Saved entries:
========

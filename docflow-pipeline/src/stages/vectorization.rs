//! ABOUTME: Vectorization Stage (C12): batch-embeds question text, non-fatal on failure

use crate::store::QuestionStore;
use docflow_core::{build_question_text, PipelineState, QuestionId};
use docflow_embeddings::EmbeddingProvider;
use std::sync::Arc;

/// Never aborts the pipeline (§4.12 rule 4): any failure is recorded on
/// `state.metadata` as `vectorization_error` and `vector_ids` stays empty.
#[tracing::instrument(skip_all, fields(job_id = %state.job_id))]
pub async fn run(
    state: &mut PipelineState,
    embedder: &Arc<dyn EmbeddingProvider>,
    question_store: &Arc<dyn QuestionStore>,
) -> Vec<QuestionId> {
    if state.question_ids.is_empty() {
        return Vec::new();
    }

    let questions = match question_store.get_many(&state.question_ids).await {
        Ok(q) => q,
        Err(err) => {
            state.record_metadata("vectorization_error", err.to_string());
            return Vec::new();
        }
    };

    let texts: Vec<String> = questions.iter().map(build_question_text).collect();

    let vectors = match embedder.embed_texts(&texts).await {
        Ok(v) => v,
        Err(err) => {
            state.record_metadata("vectorization_error", err.to_string());
            return Vec::new();
        }
    };

    if vectors.len() != questions.len() {
        state.record_metadata(
            "vectorization_error",
            "embedding provider returned a mismatched vector count",
        );
        return Vec::new();
    }

    let pairs: Vec<(QuestionId, Vec<f32>)> = questions
        .iter()
        .map(|q| q.id)
        .zip(vectors)
        .collect();
    let ids: Vec<QuestionId> = pairs.iter().map(|(id, _)| *id).collect();

    if let Err(err) = question_store.apply_embeddings(pairs).await {
        state.record_metadata("vectorization_error", err.to_string());
        return Vec::new();
    }

    ids
}
//! ABOUTME: The typed record threaded through every pipeline stage (C3)

use crate::converter_options::ConverterOptions;
use crate::document::DocumentKind;
use crate::ids::{DocumentId, JobId, QuestionId};
use crate::job::JobStage;
use std::collections::HashMap;
use std::path::PathBuf;

/// The outcome of one Validation-stage scoring round, carried on
/// `PipelineState` rather than thrown as an exception (§9 Design Notes:
/// "Retry loop as state transitions, not exceptions").
#[derive(Debug, Clone, Default)]
pub struct ValidationFeedback {
    pub score: Option<u8>,
    pub issues: Vec<String>,
    pub recommendation: Option<String>,
}

/// The in-flight record for a single job. Exclusively owned by the
/// orchestrator; never concurrently mutated. Stages read any field but are
/// only permitted to write the fields documented as their output in §4.8
/// through §4.12 — a convention this type does not mechanically enforce.
#[derive(Debug, Clone)]
pub struct PipelineState {
    // Identity fields.
    pub job_id: JobId,
    pub user_id: String,

    // Input fields.
    pub source_ref: String,
    pub filename: Option<String>,
    pub kind: DocumentKind,

    // Working fields.
    pub output_zip_path: Option<PathBuf>,
    pub source_file_path: Option<PathBuf>,
    pub raw_markdown: Option<String>,
    pub cleaned_markdown: Option<String>,
    pub rewritten_markdown: Option<String>,
    pub question_ids: Vec<QuestionId>,
    pub image_url_map: HashMap<String, String>,
    pub document_id: Option<DocumentId>,

    // Control fields.
    pub stage: JobStage,
    pub error_message: Option<String>,
    pub metadata: serde_json::Map<String, serde_json::Value>,
    pub validation_attempts: u32,
    pub validation_passed: bool,
    pub docling_options: ConverterOptions,
    pub validation_feedback: ValidationFeedback,
}

impl PipelineState {
    #[must_use]
    pub fn new(job_id: JobId, user_id: impl Into<String>, source_ref: impl Into<String>) -> Self {
        let source_ref = source_ref.into();
        let kind = crate::document::detect_document_kind(&source_ref);
        Self {
            job_id,
            user_id: user_id.into(),
            source_ref,
            filename: None,
            kind,
            output_zip_path: None,
            source_file_path: None,
            raw_markdown: None,
            cleaned_markdown: None,
            rewritten_markdown: None,
            question_ids: Vec::new(),
            image_url_map: HashMap::new(),
            document_id: None,
            stage: JobStage::Queued,
            error_message: None,
            metadata: serde_json::Map::new(),
            validation_attempts: 0,
            validation_passed: false,
            docling_options: ConverterOptions::default(),
            validation_feedback: ValidationFeedback::default(),
        }
    }

    /// True once neither a document nor any Markdown was ever produced —
    /// the condition under which the job is marked failed with the
    /// "No content extracted" message (§7 User-visible failure).
    #[must_use]
    pub fn produced_no_content(&self) -> bool {
        self.document_id.is_none() && self.raw_markdown.is_none() && self.output_zip_path.is_none()
    }

    pub fn record_metadata(&mut self, key: &str, value: impl Into<serde_json::Value>) {
        self.metadata.insert(key.to_string(), value.into());
    }
}
//! ABOUTME: LLM Gateway (C7): provider facade, invocation retry, and robust JSON repair parsing

pub mod json_repair;
pub mod provider;

pub use json_repair::parse_llm_json;
pub use provider::{llm_retry_config, HttpLlmProvider, LlmProvider};
//! Property-based tests for docflow-llm
//!
//! Covers the round-trip/idempotence property named in the system design
//! doc: `parse_llm_json` is idempotent on any valid JSON — re-parsing the
//! serialized form of a successful parse returns the same value.

use docflow_llm::parse_llm_json;
use proptest::prelude::*;
use serde_json::Value;

fn arb_json_scalar() -> impl Strategy<Value = Value> {
    prop_oneof![
        Just(Value::Null),
        any::<bool>().prop_map(Value::from),
        any::<i32>().prop_map(Value::from),
        "[a-zA-Z0-9 ]{0,20}".prop_map(Value::from),
    ]
}

fn arb_json_object() -> impl Strategy<Value = Value> {
    prop::collection::btree_map("[a-zA-Z][a-zA-Z0-9_]{0,10}", arb_json_scalar(), 0..6)
        .prop_map(|map| Value::Object(map.into_iter().collect()))
}

fn arb_json_array() -> impl Strategy<Value = Value> {
    prop::collection::vec(arb_json_scalar(), 0..6).prop_map(Value::Array)
}

proptest! {
    #[test]
    fn parse_llm_json_roundtrips_clean_objects(value in arb_json_object()) {
        let rendered = serde_json::to_string(&value).unwrap();
        let parsed = parse_llm_json(&rendered).expect("clean JSON object parses");
        prop_assert_eq!(parsed, value);
    }

    #[test]
    fn parse_llm_json_roundtrips_clean_arrays(value in arb_json_array()) {
        let rendered = serde_json::to_string(&value).unwrap();
        let parsed = parse_llm_json(&rendered).expect("clean JSON array parses");
        prop_assert_eq!(parsed, value);
    }

    #[test]
    fn parse_llm_json_is_idempotent_on_valid_json(value in arb_json_object()) {
        let rendered = serde_json::to_string(&value).unwrap();
        let first = parse_llm_json(&rendered).expect("first parse succeeds");
        let reserialized = serde_json::to_string(&first).unwrap();
        let second = parse_llm_json(&reserialized).expect("second parse succeeds");
        prop_assert_eq!(first, second);
    }

    #[test]
    fn parse_llm_json_tolerates_surrounding_prose(
        value in arb_json_object(),
        prefix in "[a-zA-Z0-9 ]{0,30}",
        suffix in "[a-zA-Z0-9 ]{0,30}",
    ) {
        let rendered = serde_json::to_string(&value).unwrap();
        let wrapped = format!("{prefix} {rendered} {suffix}");
        let parsed = parse_llm_json(&wrapped).expect("object surrounded by prose still parses");
        prop_assert_eq!(parsed, value);
    }

    #[test]
    fn parse_llm_json_tolerates_trailing_commas(value in arb_json_array()) {
        prop_assume!(!value.as_array().unwrap().is_empty());
        let rendered = serde_json::to_string(&value).unwrap();
        let with_trailing_comma = rendered.replacen(']', ",]", 1);
        let parsed = parse_llm_json(&with_trailing_comma).expect("trailing comma is repaired");
        prop_assert_eq!(parsed, value);
    }
}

========

#### [WORK INSTRUCTION]
Find each line in the records above that contains "DocumentId", and copy it.

#### [RESPONSE TO THE TASK]
use crate::ids::{DocumentId, JobId, QuestionId};
    pub document_id: Option<DocumentId>,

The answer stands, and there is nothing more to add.